When a line of the records below contains the string "current", copy that whole line.

Dataset entries
Content starts
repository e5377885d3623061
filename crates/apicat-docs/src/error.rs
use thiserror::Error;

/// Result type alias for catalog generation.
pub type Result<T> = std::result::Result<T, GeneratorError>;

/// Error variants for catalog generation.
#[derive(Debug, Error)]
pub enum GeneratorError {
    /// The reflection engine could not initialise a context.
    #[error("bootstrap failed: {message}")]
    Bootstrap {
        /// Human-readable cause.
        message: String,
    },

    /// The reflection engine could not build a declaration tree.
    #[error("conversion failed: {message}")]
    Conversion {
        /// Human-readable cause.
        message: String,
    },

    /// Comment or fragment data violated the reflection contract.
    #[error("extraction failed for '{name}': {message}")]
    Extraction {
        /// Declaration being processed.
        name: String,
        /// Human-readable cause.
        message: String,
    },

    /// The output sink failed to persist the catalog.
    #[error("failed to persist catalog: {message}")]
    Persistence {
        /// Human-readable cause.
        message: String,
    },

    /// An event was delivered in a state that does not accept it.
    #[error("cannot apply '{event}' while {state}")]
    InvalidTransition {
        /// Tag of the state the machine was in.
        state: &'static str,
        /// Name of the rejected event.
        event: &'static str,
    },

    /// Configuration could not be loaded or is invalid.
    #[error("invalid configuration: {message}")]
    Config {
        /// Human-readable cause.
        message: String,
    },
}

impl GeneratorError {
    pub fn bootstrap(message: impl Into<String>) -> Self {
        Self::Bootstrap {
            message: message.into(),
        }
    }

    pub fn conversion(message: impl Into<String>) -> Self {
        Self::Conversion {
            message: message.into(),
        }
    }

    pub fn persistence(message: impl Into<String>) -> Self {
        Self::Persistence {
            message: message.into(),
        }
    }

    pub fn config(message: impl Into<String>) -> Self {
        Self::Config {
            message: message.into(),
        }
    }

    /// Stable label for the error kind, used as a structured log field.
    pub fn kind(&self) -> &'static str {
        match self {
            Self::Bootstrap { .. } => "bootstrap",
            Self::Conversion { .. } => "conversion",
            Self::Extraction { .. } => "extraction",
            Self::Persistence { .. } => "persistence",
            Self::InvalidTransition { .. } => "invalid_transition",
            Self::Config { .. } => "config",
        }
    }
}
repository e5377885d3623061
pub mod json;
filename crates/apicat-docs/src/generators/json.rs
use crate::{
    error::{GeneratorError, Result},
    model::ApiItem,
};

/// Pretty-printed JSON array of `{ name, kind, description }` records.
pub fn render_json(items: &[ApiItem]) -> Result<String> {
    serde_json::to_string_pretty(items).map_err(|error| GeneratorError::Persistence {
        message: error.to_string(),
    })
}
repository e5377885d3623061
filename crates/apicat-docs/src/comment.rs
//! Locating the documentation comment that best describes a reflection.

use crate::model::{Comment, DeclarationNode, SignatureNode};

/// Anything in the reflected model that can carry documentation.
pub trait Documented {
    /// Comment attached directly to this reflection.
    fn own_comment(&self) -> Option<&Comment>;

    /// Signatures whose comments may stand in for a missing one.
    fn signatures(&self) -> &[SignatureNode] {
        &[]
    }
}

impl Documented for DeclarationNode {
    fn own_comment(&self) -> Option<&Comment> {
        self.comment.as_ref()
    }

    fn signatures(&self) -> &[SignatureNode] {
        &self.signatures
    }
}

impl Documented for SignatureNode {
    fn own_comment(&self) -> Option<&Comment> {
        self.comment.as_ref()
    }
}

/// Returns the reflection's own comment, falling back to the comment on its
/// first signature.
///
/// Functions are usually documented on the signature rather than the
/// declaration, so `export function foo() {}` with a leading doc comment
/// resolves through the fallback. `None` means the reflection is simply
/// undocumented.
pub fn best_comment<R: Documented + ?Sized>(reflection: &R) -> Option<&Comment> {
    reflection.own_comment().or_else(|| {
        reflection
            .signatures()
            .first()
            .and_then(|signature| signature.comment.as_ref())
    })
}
Content ends
Content starts
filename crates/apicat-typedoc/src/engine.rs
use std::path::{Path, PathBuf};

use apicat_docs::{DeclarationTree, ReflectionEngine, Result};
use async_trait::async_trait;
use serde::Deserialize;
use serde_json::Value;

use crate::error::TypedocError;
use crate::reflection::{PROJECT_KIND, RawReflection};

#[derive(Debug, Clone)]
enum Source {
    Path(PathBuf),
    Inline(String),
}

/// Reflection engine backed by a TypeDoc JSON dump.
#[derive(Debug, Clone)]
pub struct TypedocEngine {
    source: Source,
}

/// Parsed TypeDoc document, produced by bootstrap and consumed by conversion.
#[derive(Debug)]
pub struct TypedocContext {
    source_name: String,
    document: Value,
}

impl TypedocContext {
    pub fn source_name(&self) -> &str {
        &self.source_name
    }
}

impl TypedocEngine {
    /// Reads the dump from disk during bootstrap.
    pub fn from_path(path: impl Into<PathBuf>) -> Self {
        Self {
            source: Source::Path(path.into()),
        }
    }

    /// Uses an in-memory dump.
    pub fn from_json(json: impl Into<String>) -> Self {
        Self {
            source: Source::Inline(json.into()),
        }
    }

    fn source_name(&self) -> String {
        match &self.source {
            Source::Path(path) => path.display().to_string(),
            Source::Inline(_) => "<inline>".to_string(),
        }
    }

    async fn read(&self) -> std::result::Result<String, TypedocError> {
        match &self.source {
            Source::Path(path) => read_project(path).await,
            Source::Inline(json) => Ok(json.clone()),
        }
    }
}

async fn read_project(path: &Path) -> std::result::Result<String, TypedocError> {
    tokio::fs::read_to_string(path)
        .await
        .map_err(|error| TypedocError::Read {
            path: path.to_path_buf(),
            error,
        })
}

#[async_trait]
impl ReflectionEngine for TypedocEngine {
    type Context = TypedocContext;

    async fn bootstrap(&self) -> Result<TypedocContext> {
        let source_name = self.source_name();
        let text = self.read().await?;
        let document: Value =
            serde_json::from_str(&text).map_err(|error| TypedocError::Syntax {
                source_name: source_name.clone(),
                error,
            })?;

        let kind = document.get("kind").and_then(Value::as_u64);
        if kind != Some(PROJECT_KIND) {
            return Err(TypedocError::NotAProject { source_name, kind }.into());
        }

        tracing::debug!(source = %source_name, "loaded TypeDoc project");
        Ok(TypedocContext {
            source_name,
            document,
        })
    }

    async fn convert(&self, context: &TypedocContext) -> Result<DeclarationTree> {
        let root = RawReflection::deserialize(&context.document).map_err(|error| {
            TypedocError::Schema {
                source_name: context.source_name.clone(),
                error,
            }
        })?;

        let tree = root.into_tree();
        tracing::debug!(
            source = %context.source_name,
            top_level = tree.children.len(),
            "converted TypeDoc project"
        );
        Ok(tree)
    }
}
Content ends
Content starts
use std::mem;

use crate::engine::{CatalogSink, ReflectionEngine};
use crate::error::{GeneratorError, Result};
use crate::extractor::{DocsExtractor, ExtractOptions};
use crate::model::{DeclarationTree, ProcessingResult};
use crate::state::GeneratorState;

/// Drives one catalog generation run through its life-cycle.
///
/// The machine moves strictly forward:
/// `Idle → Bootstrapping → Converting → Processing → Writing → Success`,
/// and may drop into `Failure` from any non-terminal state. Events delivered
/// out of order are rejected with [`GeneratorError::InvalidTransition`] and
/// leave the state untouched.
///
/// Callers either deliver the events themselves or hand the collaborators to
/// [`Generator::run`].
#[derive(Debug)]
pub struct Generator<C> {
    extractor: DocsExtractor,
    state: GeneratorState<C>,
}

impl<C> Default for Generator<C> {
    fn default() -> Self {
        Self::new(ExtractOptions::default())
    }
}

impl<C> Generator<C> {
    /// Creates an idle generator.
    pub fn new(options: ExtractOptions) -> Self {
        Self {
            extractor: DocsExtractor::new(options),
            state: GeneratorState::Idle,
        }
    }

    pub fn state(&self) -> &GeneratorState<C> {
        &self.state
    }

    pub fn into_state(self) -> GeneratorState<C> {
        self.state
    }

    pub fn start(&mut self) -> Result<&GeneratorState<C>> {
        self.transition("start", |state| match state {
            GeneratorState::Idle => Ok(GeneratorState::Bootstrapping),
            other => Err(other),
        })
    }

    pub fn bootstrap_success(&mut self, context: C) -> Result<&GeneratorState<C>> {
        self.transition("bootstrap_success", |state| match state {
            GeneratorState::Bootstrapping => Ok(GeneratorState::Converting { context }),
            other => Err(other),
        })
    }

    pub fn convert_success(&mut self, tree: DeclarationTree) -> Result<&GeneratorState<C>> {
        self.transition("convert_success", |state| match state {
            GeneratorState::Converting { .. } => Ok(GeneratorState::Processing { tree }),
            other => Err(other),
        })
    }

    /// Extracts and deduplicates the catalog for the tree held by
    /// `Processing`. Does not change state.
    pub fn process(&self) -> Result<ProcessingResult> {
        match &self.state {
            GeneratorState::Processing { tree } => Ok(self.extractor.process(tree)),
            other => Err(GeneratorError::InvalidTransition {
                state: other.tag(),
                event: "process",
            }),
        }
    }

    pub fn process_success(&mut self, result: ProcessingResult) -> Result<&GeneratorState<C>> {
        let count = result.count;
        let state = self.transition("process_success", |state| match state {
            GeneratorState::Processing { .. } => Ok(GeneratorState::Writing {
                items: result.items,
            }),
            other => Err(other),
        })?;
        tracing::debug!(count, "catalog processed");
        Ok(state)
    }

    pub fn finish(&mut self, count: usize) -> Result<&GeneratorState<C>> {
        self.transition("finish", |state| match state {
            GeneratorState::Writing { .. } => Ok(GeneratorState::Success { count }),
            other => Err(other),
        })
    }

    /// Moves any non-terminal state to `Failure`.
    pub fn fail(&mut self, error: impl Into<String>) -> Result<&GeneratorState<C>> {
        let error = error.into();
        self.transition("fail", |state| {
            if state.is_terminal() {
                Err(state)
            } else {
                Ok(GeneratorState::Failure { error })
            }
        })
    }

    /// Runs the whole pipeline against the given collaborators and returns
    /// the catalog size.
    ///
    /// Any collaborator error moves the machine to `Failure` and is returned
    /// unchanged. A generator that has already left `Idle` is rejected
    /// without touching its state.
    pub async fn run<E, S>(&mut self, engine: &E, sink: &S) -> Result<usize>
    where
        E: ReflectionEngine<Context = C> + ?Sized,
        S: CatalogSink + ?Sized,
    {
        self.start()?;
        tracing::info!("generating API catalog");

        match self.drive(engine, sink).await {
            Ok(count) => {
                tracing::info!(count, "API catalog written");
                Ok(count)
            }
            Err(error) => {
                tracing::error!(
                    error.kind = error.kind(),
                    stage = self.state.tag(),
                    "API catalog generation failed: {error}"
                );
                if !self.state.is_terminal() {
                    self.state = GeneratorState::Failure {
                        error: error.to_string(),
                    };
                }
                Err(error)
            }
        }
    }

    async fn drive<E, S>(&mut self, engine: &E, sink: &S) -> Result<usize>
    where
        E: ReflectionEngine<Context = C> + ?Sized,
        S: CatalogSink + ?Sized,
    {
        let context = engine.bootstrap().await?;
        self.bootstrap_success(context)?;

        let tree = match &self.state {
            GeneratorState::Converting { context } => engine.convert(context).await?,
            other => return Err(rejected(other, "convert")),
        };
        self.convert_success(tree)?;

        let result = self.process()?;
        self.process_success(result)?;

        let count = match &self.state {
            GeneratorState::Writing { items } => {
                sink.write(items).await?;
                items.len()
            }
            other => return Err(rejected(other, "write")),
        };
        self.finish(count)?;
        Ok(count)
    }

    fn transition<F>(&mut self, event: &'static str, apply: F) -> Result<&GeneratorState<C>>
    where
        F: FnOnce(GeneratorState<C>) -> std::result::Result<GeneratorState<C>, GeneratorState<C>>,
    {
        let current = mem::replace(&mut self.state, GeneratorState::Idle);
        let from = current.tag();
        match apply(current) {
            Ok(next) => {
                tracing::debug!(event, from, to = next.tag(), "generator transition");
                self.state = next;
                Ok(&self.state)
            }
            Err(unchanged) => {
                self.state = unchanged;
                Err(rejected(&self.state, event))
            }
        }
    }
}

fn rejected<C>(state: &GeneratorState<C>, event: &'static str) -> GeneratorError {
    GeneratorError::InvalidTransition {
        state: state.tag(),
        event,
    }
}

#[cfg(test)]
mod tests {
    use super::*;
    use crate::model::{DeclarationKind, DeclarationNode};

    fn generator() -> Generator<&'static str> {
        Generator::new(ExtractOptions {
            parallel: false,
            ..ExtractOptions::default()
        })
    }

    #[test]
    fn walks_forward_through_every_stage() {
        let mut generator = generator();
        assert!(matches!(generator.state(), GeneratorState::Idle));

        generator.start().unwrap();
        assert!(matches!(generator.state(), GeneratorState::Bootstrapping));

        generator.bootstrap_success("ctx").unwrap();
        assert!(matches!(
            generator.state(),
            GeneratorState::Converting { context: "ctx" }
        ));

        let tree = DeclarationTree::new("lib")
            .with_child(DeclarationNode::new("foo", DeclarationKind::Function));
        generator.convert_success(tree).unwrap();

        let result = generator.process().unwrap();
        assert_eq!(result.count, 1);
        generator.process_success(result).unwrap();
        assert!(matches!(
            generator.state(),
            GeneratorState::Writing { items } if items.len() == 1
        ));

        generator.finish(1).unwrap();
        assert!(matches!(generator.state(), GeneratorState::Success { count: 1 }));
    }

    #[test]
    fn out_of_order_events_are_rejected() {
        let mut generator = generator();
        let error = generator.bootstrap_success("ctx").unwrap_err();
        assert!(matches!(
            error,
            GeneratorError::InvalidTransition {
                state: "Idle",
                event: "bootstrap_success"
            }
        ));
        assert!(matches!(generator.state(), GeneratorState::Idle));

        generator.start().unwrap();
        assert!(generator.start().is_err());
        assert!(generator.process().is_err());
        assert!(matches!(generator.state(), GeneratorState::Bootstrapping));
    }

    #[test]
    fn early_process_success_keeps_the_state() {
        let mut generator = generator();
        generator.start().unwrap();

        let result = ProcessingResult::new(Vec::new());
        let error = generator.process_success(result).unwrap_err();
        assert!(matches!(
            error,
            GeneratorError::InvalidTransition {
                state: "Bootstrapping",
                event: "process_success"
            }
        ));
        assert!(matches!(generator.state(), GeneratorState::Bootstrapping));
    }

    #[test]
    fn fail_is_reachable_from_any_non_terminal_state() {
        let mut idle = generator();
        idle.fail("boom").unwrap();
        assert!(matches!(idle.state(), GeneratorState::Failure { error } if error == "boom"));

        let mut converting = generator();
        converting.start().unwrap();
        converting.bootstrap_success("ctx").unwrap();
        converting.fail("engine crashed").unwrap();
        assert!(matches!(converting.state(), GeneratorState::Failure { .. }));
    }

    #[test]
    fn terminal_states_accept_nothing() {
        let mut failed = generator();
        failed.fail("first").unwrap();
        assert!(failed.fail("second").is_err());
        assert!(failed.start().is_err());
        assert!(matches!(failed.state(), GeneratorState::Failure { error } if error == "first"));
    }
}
Content ends
## Response area
        let current = mem::replace(&mut self.state, GeneratorState::Idle);
        let from = current.tag();
        match apply(current) {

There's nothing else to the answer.